Task
Each line of the records containing "source" is to be copied out and returned.

Provided records section start

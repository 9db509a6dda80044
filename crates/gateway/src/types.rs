//! Value types describing a gateway call: where it goes, what it asks for, and
//! what came back.
//!
//! A [`GatewayRequest`] is built per call and never mutated once sent. The
//! endpoint lives separately in [`GatewayConfig`] so one configuration can
//! serve any number of requests.

use std::net::Ipv6Addr;

use serde::{Deserialize, Serialize};
use serde_json::Value;
use url::{form_urlencoded, Url};

use crate::{CorrelationId, GatewayError, MethodName, ObjectId};

/// Request header carrying comma-separated call options (e.g. `oneway`).
pub const OPTIONS_HEADER: &str = "x-pyro-options";

/// Request header carrying the gateway's API key.
pub const GATEWAY_KEY_HEADER: &str = "x-pyro-gateway-key";

/// Request and response header carrying the call's correlation id.
pub const CORRELATION_ID_HEADER: &str = "x-pyro-correlation-id";

// ---------------------------------------------------------------------------
// Endpoint configuration
// ---------------------------------------------------------------------------

/// Location of the gateway.
///
/// Passed explicitly to every caller; there is no process-wide endpoint.
#[derive(Debug, Clone, PartialEq, Eq, Serialize, Deserialize)]
#[serde(default)]
pub struct GatewayConfig {
    /// Host name or address of the gateway.
    pub host: String,
    /// TCP port of the gateway.
    pub port: u16,
    /// First path segment under which the gateway serves objects.
    pub prefix: String,
    /// `User-Agent` sent with every request. `None` uses the caller's default.
    pub user_agent: Option<String>,
}

impl Default for GatewayConfig {
    fn default() -> Self {
        Self {
            host: "localhost".to_string(),
            port: 8080,
            prefix: "pyro".to_string(),
            user_agent: None,
        }
    }
}

impl GatewayConfig {
    /// Creates a configuration for `host:port` with the default prefix.
    pub fn new(host: impl Into<String>, port: u16) -> Self {
        Self {
            host: host.into(),
            port,
            ..Self::default()
        }
    }

    /// Replaces the path prefix.
    #[must_use]
    pub fn with_prefix(mut self, prefix: impl Into<String>) -> Self {
        self.prefix = prefix.into();
        self
    }

    /// Checks that the endpoint can be addressed.
    pub fn validate(&self) -> Result<(), GatewayError> {
        if self.host.trim().is_empty() {
            return Err(GatewayError::Configuration {
                message: "gateway host must not be empty".to_string(),
            });
        }
        if self.port == 0 {
            return Err(GatewayError::Configuration {
                message: "gateway port must not be 0".to_string(),
            });
        }
        let base_url = self.base_url();
        Url::parse(&base_url).map_err(|e| GatewayError::Configuration {
            message: format!("gateway endpoint '{base_url}' is not a valid URL: {e}"),
        })?;
        Ok(())
    }

    /// Returns `http://<host>:<port>` with no trailing slash.
    ///
    /// IPv6 literals are wrapped in brackets.
    pub fn base_url(&self) -> String {
        let host = self.host.trim();
        if host.parse::<Ipv6Addr>().is_ok() {
            format!("http://[{}]:{}", host, self.port)
        } else {
            format!("http://{}:{}", host, self.port)
        }
    }
}

// ---------------------------------------------------------------------------
// Call options
// ---------------------------------------------------------------------------

/// Optional per-call settings, each mapped onto one request header.
///
/// Headers are only sent for options that are set, so a default
/// [`CallOptions`] produces a bare GET.
#[derive(Debug, Clone, Default, PartialEq, Eq, Serialize, Deserialize)]
pub struct CallOptions {
    /// Ask the gateway not to wait for the method's result. The gateway then
    /// answers `200` with an empty body.
    pub oneway: bool,
    /// Correlation id to propagate to the remote side.
    pub correlation_id: Option<CorrelationId>,
    /// Key for gateways that require one.
    pub gateway_key: Option<String>,
}

impl CallOptions {
    /// Returns the `(name, value)` header pairs for the options that are set.
    pub fn headers(&self) -> Vec<(&'static str, String)> {
        let mut headers = Vec::new();
        if self.oneway {
            headers.push((OPTIONS_HEADER, "oneway".to_string()));
        }
        if let Some(key) = &self.gateway_key {
            headers.push((GATEWAY_KEY_HEADER, key.clone()));
        }
        if let Some(id) = self.correlation_id {
            headers.push((CORRELATION_ID_HEADER, id.to_string()));
        }
        headers
    }
}

// ---------------------------------------------------------------------------
// Requests
// ---------------------------------------------------------------------------

/// Describes one gateway call.
#[derive(Debug, Clone, PartialEq, Eq)]
pub struct GatewayRequest {
    object: ObjectId,
    method: MethodName,
    query: Option<String>,
    options: CallOptions,
}

impl GatewayRequest {
    /// Creates a request for `method` on `object` with no extra arguments.
    pub fn new(object: ObjectId, method: MethodName) -> Self {
        Self {
            object,
            method,
            query: None,
            options: CallOptions::default(),
        }
    }

    /// Creates a request from raw strings, rejecting empty names.
    pub fn from_parts(object: &str, method: &str) -> Result<Self, GatewayError> {
        let object = ObjectId::new(object).ok_or_else(|| GatewayError::InvalidRequest {
            message: "object id must not be empty".to_string(),
        })?;
        let method = MethodName::new(method).ok_or_else(|| GatewayError::InvalidRequest {
            message: "method name must not be empty".to_string(),
        })?;
        Ok(Self::new(object, method))
    }

    /// Attaches a raw, already-encoded query string (without the leading `?`).
    #[must_use]
    pub fn with_query(mut self, query: impl Into<String>) -> Self {
        let query = query.into();
        self.query = (!query.is_empty()).then_some(query);
        self
    }

    /// Appends one form-urlencoded `key=value` argument to the query string.
    #[must_use]
    pub fn with_arg(mut self, key: &str, value: &str) -> Self {
        let mut query = form_urlencoded::Serializer::new(self.query.take().unwrap_or_default());
        query.append_pair(key, value);
        self.query = Some(query.finish());
        self
    }

    /// Replaces the call options.
    #[must_use]
    pub fn with_options(mut self, options: CallOptions) -> Self {
        self.options = options;
        self
    }

    /// The remote object being invoked.
    pub fn object(&self) -> &ObjectId {
        &self.object
    }

    /// The method being invoked, including any embedded query.
    pub fn method(&self) -> &MethodName {
        &self.method
    }

    /// Query arguments attached with [`Self::with_query`] or [`Self::with_arg`].
    pub fn query(&self) -> Option<&str> {
        self.query.as_deref()
    }

    /// Options for this call.
    pub fn options(&self) -> &CallOptions {
        &self.options
    }

    /// Returns `/<prefix>/<objectId>/<methodName>`.
    ///
    /// Slashes around `prefix` are ignored; an empty prefix yields
    /// `/<objectId>/<methodName>`. Names are inserted as given; [`Self::url`]
    /// is the percent-encoded form. Attached query arguments are not part of
    /// the path.
    pub fn path(&self, prefix: &str) -> String {
        let prefix = prefix.trim_matches('/');
        if prefix.is_empty() {
            format!("/{}/{}", self.object, self.method)
        } else {
            format!("/{}/{}/{}", prefix, self.object, self.method)
        }
    }

    /// Builds the absolute request URL against `config`.
    ///
    /// The object id and method name are percent-encoded as single path
    /// segments, so characters such as `#`, `/` or spaces stay part of the
    /// name. The method's embedded query and any attached arguments form the
    /// query string.
    pub fn url(&self, config: &GatewayConfig) -> Result<Url, GatewayError> {
        let base_url = config.base_url();
        let mut url = Url::parse(&base_url).map_err(|e| GatewayError::InvalidRequest {
            message: format!("cannot build URL from '{base_url}': {e}"),
        })?;
        url.path_segments_mut()
            .map_err(|()| GatewayError::InvalidRequest {
                message: format!("'{base_url}' cannot carry a path"),
            })?
            .pop_if_empty()
            .extend(config.prefix.split('/').filter(|s| !s.is_empty()))
            .push(self.object.as_str())
            .push(self.method.name());

        let query = match (self.method.query(), self.query.as_deref()) {
            (Some(embedded), Some(extra)) => Some(format!("{embedded}&{extra}")),
            (Some(embedded), None) => Some(embedded.to_string()),
            (None, Some(extra)) => Some(extra.to_string()),
            (None, None) => None,
        };
        url.set_query(query.as_deref());
        Ok(url)
    }
}

// ---------------------------------------------------------------------------
// Responses
// ---------------------------------------------------------------------------

/// Result of a successful (`200 OK`) gateway call.
#[derive(Debug, Clone, PartialEq)]
pub struct GatewayResponse {
    /// HTTP status code; always `200` for a value that reached the caller.
    pub status: u16,
    /// Parsed body; [`Value::Null`] when the body was empty.
    pub value: Value,
    /// Correlation id echoed by the gateway, if any.
    pub correlation_id: Option<CorrelationId>,
    /// Charset the body was decoded with.
    pub charset: String,
}

/// An exception raised by the remote method, as serialised by the gateway in
/// the body of a `500` response.
#[derive(Debug, Clone, PartialEq, Serialize, Deserialize)]
pub struct RemoteException {
    /// Fully qualified exception class, e.g. `"builtins.ValueError"`.
    #[serde(rename = "__class__")]
    pub class: String,
    /// Constructor arguments of the exception.
    #[serde(default)]
    pub args: Vec<Value>,
    /// Extra attributes carried by the exception.
    #[serde(default)]
    pub attributes: serde_json::Map<String, Value>,
}

impl RemoteException {
    /// Parses a remote exception from a response body, returning `None` when
    /// the body is not one.
    pub fn from_body(body: &str) -> Option<Self> {
        serde_json::from_str(body).ok()
    }
}

impl std::fmt::Display for RemoteException {
    fn fmt(&self, f: &mut std::fmt::Formatter<'_>) -> std::fmt::Result {
        write!(f, "{}", self.class)?;
        if !self.args.is_empty() {
            let args: Vec<String> = self.args.iter().map(Value::to_string).collect();
            write!(f, "({})", args.join(", "))?;
        }
        Ok(())
    }
}
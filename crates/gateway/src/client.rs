//! The [`GatewayClient`] port and the completion-handler dispatcher.
//!
//! Transports implement [`GatewayClient`]; code that prefers the
//! "call, then hand the result to a handler" shape uses [`dispatch`], which
//! reports failures on the diagnostic stream instead of returning them.

use async_trait::async_trait;
use serde_json::Value;
use tracing::{error, info};

use crate::{GatewayError, GatewayRequest, GatewayResponse};

/// Issues calls to an object gateway.
///
/// Implementations perform exactly one request per call and never retry.
#[async_trait]
pub trait GatewayClient: Send + Sync {
    /// Sends `request` and returns the parsed body of a `200 OK` response.
    ///
    /// # Errors
    ///
    /// - [`GatewayError::Transport`] if no response was received.
    /// - [`GatewayError::Application`] for any status other than `200`.
    /// - [`GatewayError::Parse`] if a `200` body is not valid JSON.
    async fn call(&self, request: &GatewayRequest) -> Result<GatewayResponse, GatewayError>;
}

/// Runs `request` on `client` and passes the resulting value to `on_complete`.
///
/// On failure `on_complete` is not invoked; the error is written to the
/// diagnostic stream via [`report_failure`]. Returns `true` if the handler ran.
pub async fn dispatch<C, F>(client: &C, request: &GatewayRequest, on_complete: F) -> bool
where
    C: GatewayClient + ?Sized,
    F: FnOnce(Value) + Send,
{
    match client.call(request).await {
        Ok(response) => {
            on_complete(response.value);
            true
        }
        Err(err) => {
            report_failure(request, &err);
            false
        }
    }
}

/// Writes a failed call to the diagnostic stream.
///
/// Application errors include the status and the raw response body;
/// transport errors include the client's error description.
pub fn report_failure(request: &GatewayRequest, err: &GatewayError) {
    let object = request.object().as_str();
    let method = request.method().as_str();
    match err {
        GatewayError::Application {
            status,
            body,
            remote: Some(remote),
        } => error!(
            object,
            method,
            status,
            remote_exception = %remote,
            body = %body,
            "Server returned error response"
        ),
        GatewayError::Application { status, body, .. } => error!(
            object,
            method,
            status,
            body = %body,
            "Server returned error response"
        ),
        GatewayError::Transport { .. } => error!(
            object,
            method,
            error = %err.error_chain(),
            "Gateway call failed"
        ),
        GatewayError::Parse { source, body } => error!(
            object,
            method,
            error = %source,
            body = %body,
            "Server returned a body that is not valid JSON"
        ),
        other => error!(object, method, error = %other, "Gateway call was not sent"),
    }
    info!(object, method, "Completion handler not invoked");
}

#[cfg(test)]
mod tests {
    use std::sync::Mutex;

    use serde_json::json;
    use tracing_test::traced_test;

    use super::*;

    /// Answers every call with a canned outcome.
    struct CannedClient {
        outcome: Mutex<Option<Result<GatewayResponse, GatewayError>>>,
    }

    impl CannedClient {
        fn new(outcome: Result<GatewayResponse, GatewayError>) -> Self {
            Self {
                outcome: Mutex::new(Some(outcome)),
            }
        }

        fn ok(value: Value) -> Self {
            Self::new(Ok(GatewayResponse {
                status: 200,
                value,
                correlation_id: None,
                charset: "utf-8".to_string(),
            }))
        }
    }

    #[async_trait]
    impl GatewayClient for CannedClient {
        async fn call(&self, _request: &GatewayRequest) -> Result<GatewayResponse, GatewayError> {
            self.outcome
                .lock()
                .unwrap()
                .take()
                .expect("canned client called twice")
        }
    }

    fn list_request() -> GatewayRequest {
        GatewayRequest::from_parts("Pyro.NameServer", "list").unwrap()
    }

    #[tokio::test]
    async fn handler_receives_value_on_success() {
        let client = CannedClient::ok(json!({"a": 1}));
        let mut received = None;

        let invoked = dispatch(&client, &list_request(), |value| received = Some(value)).await;

        assert!(invoked);
        assert_eq!(received, Some(json!({"a": 1})));
    }

    #[tokio::test]
    async fn handler_receives_null_for_empty_body() {
        let client = CannedClient::ok(Value::Null);
        let mut received = None;

        assert!(dispatch(&client, &list_request(), |value| received = Some(value)).await);
        assert_eq!(received, Some(Value::Null));
    }

    #[tokio::test]
    #[traced_test]
    async fn application_error_is_logged_not_delivered() {
        let client = CannedClient::new(Err(GatewayError::application(500, "error text")));
        let mut invoked = false;

        let delivered = dispatch(&client, &list_request(), |_| invoked = true).await;

        assert!(!delivered);
        assert!(!invoked);
        assert!(logs_contain("Server returned error response"));
        assert!(logs_contain("error text"));
        assert!(logs_contain("status=500"));
    }

    #[tokio::test]
    #[traced_test]
    async fn transport_error_is_logged_not_delivered() {
        let client = CannedClient::new(Err(GatewayError::transport(
            "http://localhost:8080/pyro/Pyro.NameServer/list",
            "connection refused",
        )));
        let mut invoked = false;

        assert!(!dispatch(&client, &list_request(), |_| invoked = true).await);
        assert!(!invoked);
        assert!(logs_contain("connection refused"));
    }

    #[derive(Debug, thiserror::Error)]
    #[error("error sending request")]
    struct SendError(#[source] std::io::Error);

    #[tokio::test]
    #[traced_test]
    async fn transport_error_log_includes_underlying_cause() {
        let refused =
            std::io::Error::new(std::io::ErrorKind::ConnectionRefused, "Connection refused");
        let client = CannedClient::new(Err(GatewayError::transport(
            "http://127.0.0.1:1/pyro/Pyro.NameServer/list",
            SendError(refused),
        )));

        assert!(!dispatch(&client, &list_request(), |_| {}).await);
        assert!(logs_contain("error sending request: Connection refused"));
    }

    #[tokio::test]
    #[traced_test]
    async fn parse_error_is_logged_not_delivered() {
        let err = crate::parse_body("{not json").unwrap_err();
        let client = CannedClient::new(Err(err));
        let mut invoked = false;

        assert!(!dispatch(&client, &list_request(), |_| invoked = true).await);
        assert!(!invoked);
        assert!(logs_contain("not valid JSON"));
        assert!(logs_contain("{not json"));
    }

    #[tokio::test]
    async fn dispatch_accepts_trait_objects() {
        let client: Box<dyn GatewayClient> = Box::new(CannedClient::ok(json!([1, 2])));
        let mut received = None;

        assert!(dispatch(client.as_ref(), &list_request(), |value| received = Some(value)).await);
        assert_eq!(received, Some(json!([1, 2])));
    }
}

Provided records section end

Answer for this exercise
        GatewayError::Parse { source, body } => error!(
            error = %source,
    struct SendError(#[source] std::io::Error);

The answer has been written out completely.